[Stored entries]

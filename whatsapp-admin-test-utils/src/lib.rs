//! Shared test setup for the admin panel.
//!
//! Tests configure a [`TestBuilder`] with the provider endpoints they expect to be called and
//! receive a [`TestContext`] holding the mock server and a session to run against.

pub mod builder;
pub mod constant;
pub mod context;
pub mod error;
pub mod fixtures;

pub use builder::TestBuilder;
pub use context::TestContext;
pub use error::TestError;

pub mod prelude {
    pub use crate::{
        constant::*,
        fixtures::{
            auth::data::{session_json, user_json},
            phone::data::virtual_phone_account_json,
        },
        TestBuilder, TestContext, TestError,
    };
}
//! Reactions to session changes of an auth client.
//!
//! An [`AuthStateListener`] mirrors sign-ins and token refreshes into the token cookies and
//! runs the sign-out procedure once per sign-out. Every event is forwarded to the caller's
//! callback, which may pick where the response redirects to.

use axum_extra::extract::cookie::CookieJar;
use dioxus_logger::tracing;

use crate::server::{
    model::auth::{AuthChangeEvent, AuthEvent, Session},
    provider::client::{AuthClient, AuthSubscription},
    service::auth::cookie::{clear_cookies, set_tokens_cookies, tokens_from_cookies},
};

/// Where the sign-out procedure redirects to unless told otherwise
pub const DEFAULT_SIGN_OUT_REDIRECT: &str = "/";

/// Subscription to an auth client that keeps the response cookies in sync with its session.
///
/// The subscription ends when the listener is dropped or finished.
pub struct AuthStateListener<F> {
    client: AuthClient,
    subscription: AuthSubscription,
    host: String,
    jar: CookieJar,
    signed_out: bool,
    redirect: Option<String>,
    callback: F,
}

impl<F> AuthStateListener<F>
where
    F: FnMut(AuthChangeEvent, Option<&Session>) -> Option<String>,
{
    /// Subscribes to `client`, writing cookies for `host` into `jar`.
    pub fn subscribe(client: &AuthClient, host: &str, jar: CookieJar, callback: F) -> Self {
        Self {
            client: client.clone(),
            subscription: client.on_auth_state_change(),
            host: host.to_string(),
            jar,
            signed_out: false,
            redirect: None,
            callback,
        }
    }

    /// Handles one session change.
    ///
    /// - `SIGNED_IN`, `TOKEN_REFRESHED`: writes the session tokens and re-arms sign-out
    /// - `SIGNED_OUT`: runs the sign-out procedure unless it already ran since the last sign-in
    pub async fn handle(&mut self, event: AuthEvent) {
        match event.event {
            AuthChangeEvent::SignedOut => {
                if !self.signed_out {
                    self.signed_out = true;

                    let jar = std::mem::take(&mut self.jar);
                    let (jar, redirect) =
                        sign_out(&self.client, &self.host, jar, DEFAULT_SIGN_OUT_REDIRECT).await;

                    self.jar = jar;
                    if redirect.is_some() {
                        self.redirect = redirect;
                    }
                }
            }
            AuthChangeEvent::SignedIn | AuthChangeEvent::TokenRefreshed => {
                if let Some(session) = &event.session {
                    let jar = std::mem::take(&mut self.jar);
                    self.jar = set_tokens_cookies(
                        jar,
                        &self.host,
                        &session.access_token,
                        &session.refresh_token,
                    );
                }

                self.signed_out = false;
            }
        }

        if let Some(target) = (self.callback)(event.event, event.session.as_ref()) {
            self.redirect = Some(target);
        }
    }

    /// Handles every event the client emitted since the last call.
    pub async fn process_pending(&mut self) {
        while let Some(event) = self.subscription.try_next() {
            self.handle(event).await;
        }
    }

    /// Ends the subscription, returning the updated cookies and the last redirect target set.
    pub fn finish(self) -> (CookieJar, Option<String>) {
        (self.jar, self.redirect)
    }
}

/// Clears the token cookies and signs the session out at the provider.
///
/// Failures are logged and not returned. The redirect target is only returned when the
/// provider sign-out succeeded.
pub async fn sign_out(
    client: &AuthClient,
    host: &str,
    jar: CookieJar,
    redirect_url: &str,
) -> (CookieJar, Option<String>) {
    let access_token = tokens_from_cookies(&jar).map(|tokens| tokens.access_token);
    let jar = clear_cookies(jar, host);

    match client.sign_out(access_token.as_deref()).await {
        Ok(()) => (jar, Some(redirect_url.to_string())),
        Err(err) => {
            tracing::error!("Sign out failed: {}", err);

            (jar, None)
        }
    }
}
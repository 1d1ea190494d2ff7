//! Fixture modules for provider responses and mock HTTP endpoints.
//!
//! - `auth` - Auth provider users, sessions and the GoTrue endpoints
//! - `phone` - Virtual phone accounts and the purchase endpoint

pub mod auth;
pub mod phone;
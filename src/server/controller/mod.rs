//! HTTP controller endpoints for the admin panel.
//!
//! Axum handlers for the login flow, sign-out, the current user and the phone purchase
//! action. Controllers extract cookies and the request URL, call into the services and
//! provider clients, and build redirects or JSON responses. API endpoints are documented
//! with utoipa.

pub mod auth;
pub mod phone;
pub mod util;
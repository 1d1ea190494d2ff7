//! Tests for HTTP controller endpoints.
//!
//! Requests go through the full server router, session layer and route guard, with the auth
//! provider and phone provider mocked by mockito.

mod auth;

use axum::http::StatusCode;
use tower::ServiceExt;
use whatsapp_admin::server::service::auth::cookie::{ACCESS_TOKEN_COOKIE, REFRESH_TOKEN_COOKIE};
use whatsapp_admin_test_utils::prelude::*;

use crate::util::{test_utils::*, TestContextExt};

/// Cookies of a signed in browser
fn signed_in_cookies() -> [(&'static str, &'static str); 2] {
    [
        (ACCESS_TOKEN_COOKIE, TEST_ACCESS_TOKEN),
        (REFRESH_TOKEN_COOKIE, TEST_REFRESH_TOKEN),
    ]
}
//! Utility functions and helpers for server operations.
//!
//! Currently only holds helpers shared by the server unit tests.
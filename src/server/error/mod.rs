//! Error types for the admin panel server.
//!
//! This module provides the error handling system with specialized error types for each
//! domain (configuration, authentication, the auth provider, phone purchases). All errors
//! implement `IntoResponse` for Axum HTTP responses and use `thiserror` for ergonomic error
//! definitions.

pub mod auth;
pub mod config;
pub mod phone;
pub mod provider;

use axum::{
    http::StatusCode,
    response::{IntoResponse, Response},
    Json,
};
use dioxus_logger::tracing;
use thiserror::Error;

use crate::{
    model::api::ErrorDto,
    server::error::{
        auth::AuthError, config::ConfigError, phone::PhoneError, provider::ProviderError,
    },
};

/// Main error type for the server application.
///
/// Aggregates all domain-specific error types and external library errors into a single
/// type. `#[from]` conversions allow the `?` operator across the codebase, and the
/// `IntoResponse` implementation maps each error to an HTTP response.
///
/// # Error Categories
/// - Configuration errors (missing/invalid environment variables)
/// - Authentication errors (missing session, PKCE state, request host)
/// - Provider errors (non-success responses from the auth provider)
/// - Phone purchase errors (validation, credentials, upstream failures)
/// - External library errors (HTTP client, URL parsing, JWT signing, sessions)
#[derive(Error, Debug)]
pub enum Error {
    /// Configuration error (missing or invalid environment variables).
    #[error(transparent)]
    ConfigError(#[from] ConfigError),
    /// Authentication error (missing session, PKCE verifier, request host).
    #[error(transparent)]
    AuthError(#[from] AuthError),
    /// Auth provider returned a non-success status.
    #[error(transparent)]
    ProviderError(#[from] ProviderError),
    /// Virtual phone number purchase error.
    #[error(transparent)]
    PhoneError(#[from] PhoneError),
    /// Outbound HTTP request failed before a response was received.
    #[error(transparent)]
    HttpError(#[from] reqwest::Error),
    /// URL could not be parsed.
    #[error(transparent)]
    UrlError(#[from] url::ParseError),
    /// JWT signing error.
    #[error(transparent)]
    JwtError(#[from] jsonwebtoken::errors::Error),
    /// Session error (session retrieval, storage, serialization).
    #[error(transparent)]
    SessionError(#[from] tower_sessions::session::Error),
}

/// Converts application errors into HTTP responses.
///
/// # Returns
/// - 400 Bad Request - Invalid phone purchase input or missing request host
/// - 401 Unauthorized - No session for an endpoint that requires one
/// - 502 Bad Gateway - Phone provider rejected the purchase
/// - 500 Internal Server Error - For all other errors (with error logging)
impl IntoResponse for Error {
    fn into_response(self) -> Response {
        match self {
            Self::ConfigError(err) => err.into_response(),
            Self::AuthError(err) => err.into_response(),
            Self::ProviderError(err) => err.into_response(),
            Self::PhoneError(err) => err.into_response(),
            err => InternalServerError(err).into_response(),
        }
    }
}

/// Wrapper type for converting any displayable error into a 500 Internal Server Error response.
///
/// Logs the error message and returns a generic "Internal server error" message to the
/// client to avoid leaking implementation details.
pub struct InternalServerError<E>(pub E);

impl<E: std::fmt::Display> IntoResponse for InternalServerError<E> {
    fn into_response(self) -> Response {
        tracing::error!("{}", self.0);

        (
            StatusCode::INTERNAL_SERVER_ERROR,
            Json(ErrorDto {
                error: "Internal server error".to_string(),
            }),
        )
            .into_response()
    }
}
//! Request middleware applied in front of every route.

pub mod route_guard;
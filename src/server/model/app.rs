use std::sync::Arc;

use crate::server::{
    config::Config, error::Error, provider::accessor::AuthClientAccessor,
    service::phone::PhoneService,
};

/// State shared by every handler and the route guard.
#[derive(Clone)]
pub struct AppState {
    /// Builds provider clients; holds the memoized browser-context client
    pub auth: Arc<AuthClientAccessor>,
    /// Virtual phone number provider
    pub phone: PhoneService,
}

impl AppState {
    /// Builds the application state from validated configuration.
    pub fn new(config: &Config) -> Result<Self, Error> {
        Ok(Self {
            auth: Arc::new(AuthClientAccessor::new(config)),
            phone: PhoneService::new(config)?,
        })
    }
}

▶ The task
Among the records above, find each line holding "tracing" and list it.

▶ Output of the exercise
use dioxus_logger::tracing;
            tracing::error!("Sign out failed: {}", err);
use dioxus_logger::tracing;
        tracing::error!("{}", self.0);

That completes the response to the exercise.